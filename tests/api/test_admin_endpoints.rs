// Copyright (c) 2025 Fabstir
// SPDX-License-Identifier: BUSL-1.1
//! Info, health, stats and maintenance endpoints

use axum::http::StatusCode;
use serde_json::json;
use std::sync::Arc;
use webfetch_proxy::proxy::ProxyConfig;

use super::helpers::{
    app, app_with_store, get, json_body, post_json, secured_config, send, API_KEY,
};
use crate::mock_transport::{MockTransport, UnreachableStore};

#[tokio::test]
async fn test_root_reports_service_info() {
    let app = app(ProxyConfig::default(), Arc::new(MockTransport::new()));
    let body = json_body(send(&app, get("/", None)).await).await;

    assert_eq!(body["service"], "webfetch-proxy");
    assert!(body["version"].is_string());
    assert!(body["features"].as_array().unwrap().len() > 3);
}

#[tokio::test]
async fn test_health_is_public() {
    let app = app(secured_config(), Arc::new(MockTransport::new()));
    let response = send(&app, get("/health", None)).await;
    assert_eq!(response.status(), StatusCode::OK);

    let body = json_body(response).await;
    assert_eq!(body["status"], "ok");
    assert_eq!(body["cacheReachable"], true);
    assert_eq!(body["cacheEntries"], 0);
}

#[tokio::test]
async fn test_stats_track_hits() {
    let app = app(ProxyConfig::default(), Arc::new(MockTransport::new()));
    for _ in 0..2 {
        send(&app, post_json("/fetch", json!({"url": "https://example.com/s"}), None)).await;
    }

    let body = json_body(send(&app, get("/stats", None)).await).await;
    assert_eq!(body["requestCount"], 2);
    assert_eq!(body["cacheHits"], 1);
    assert_eq!(body["cacheHitRate"], 0.5);
    assert_eq!(body["cacheDegraded"], false);
}

#[tokio::test]
async fn test_unreachable_cache_reported_degraded() {
    let transport = Arc::new(MockTransport::new());
    let app = app_with_store(ProxyConfig::default(), transport.clone(), Arc::new(UnreachableStore));

    let response = send(
        &app,
        post_json("/fetch", json!({"url": "https://example.com/d"}), None),
    )
    .await;
    assert_eq!(response.status(), StatusCode::OK);
    assert_eq!(json_body(response).await["success"], true);

    let health = json_body(send(&app, get("/health", None)).await).await;
    assert_eq!(health["status"], "degraded");
    assert_eq!(health["cacheReachable"], false);

    let stats = json_body(send(&app, get("/stats", None)).await).await;
    assert_eq!(stats["cacheDegraded"], true);
    assert_eq!(transport.calls(), 1);
}

#[tokio::test]
async fn test_cache_clear_requires_auth_and_counts_entries() {
    let transport = Arc::new(MockTransport::new());
    let app = app(secured_config(), transport.clone());
    send(
        &app,
        post_json("/fetch", json!({"url": "https://example.com/x"}), Some(API_KEY)),
    )
    .await;

    let response = send(&app, post_json("/cache/clear", json!({}), None)).await;
    assert_eq!(response.status(), StatusCode::UNAUTHORIZED);

    let response = send(&app, post_json("/cache/clear", json!({}), Some(API_KEY))).await;
    assert_eq!(response.status(), StatusCode::OK);
    assert_eq!(json_body(response).await["clearedEntryCount"], 1);
}

#[tokio::test]
async fn test_blocked_requests_listed_newest_first() {
    let app = app(ProxyConfig::default(), Arc::new(MockTransport::new()));
    send(&app, post_json("/fetch", json!({"url": "http://localhost/a"}), None)).await;
    send(&app, post_json("/fetch", json!({"url": "http://127.0.0.1/b"}), None)).await;

    let body = json_body(send(&app, get("/blocked/requests?limit=1", None)).await).await;
    assert_eq!(body["count"], 1);
    assert_eq!(body["records"][0]["reason"], "DOMAIN_BLOCKED");
    assert_eq!(body["records"][0]["url"], "http://127.0.0.1/b");
}

#[tokio::test]
async fn test_config_view_redacts_api_key() {
    let app = app(secured_config(), Arc::new(MockTransport::new()));

    let response = send(&app, get("/config", None)).await;
    assert_eq!(response.status(), StatusCode::UNAUTHORIZED);

    let response = send(&app, get("/config", Some(API_KEY))).await;
    assert_eq!(response.status(), StatusCode::OK);
    let body = json_body(response).await;
    assert_eq!(body["security"]["api_key"], "***REDACTED***");
    assert!(!body.to_string().contains(API_KEY));
}

#[tokio::test]
async fn test_housekeeping_cleanup() {
    let app = app(ProxyConfig::default(), Arc::new(MockTransport::new()));
    let response = send(&app, post_json("/housekeeping/cleanup", json!({}), None)).await;
    assert_eq!(response.status(), StatusCode::OK);

    let body = json_body(response).await;
    assert_eq!(body["expiredCacheEntries"], 0);
    assert_eq!(body["idleRateWindows"], 0);
}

####################

▶ [TASK PROMPT]:
Go through the records above and count every line that includes "Some". Give the number and nothing else.

▶ [EXERCISE RESPONSE]:
3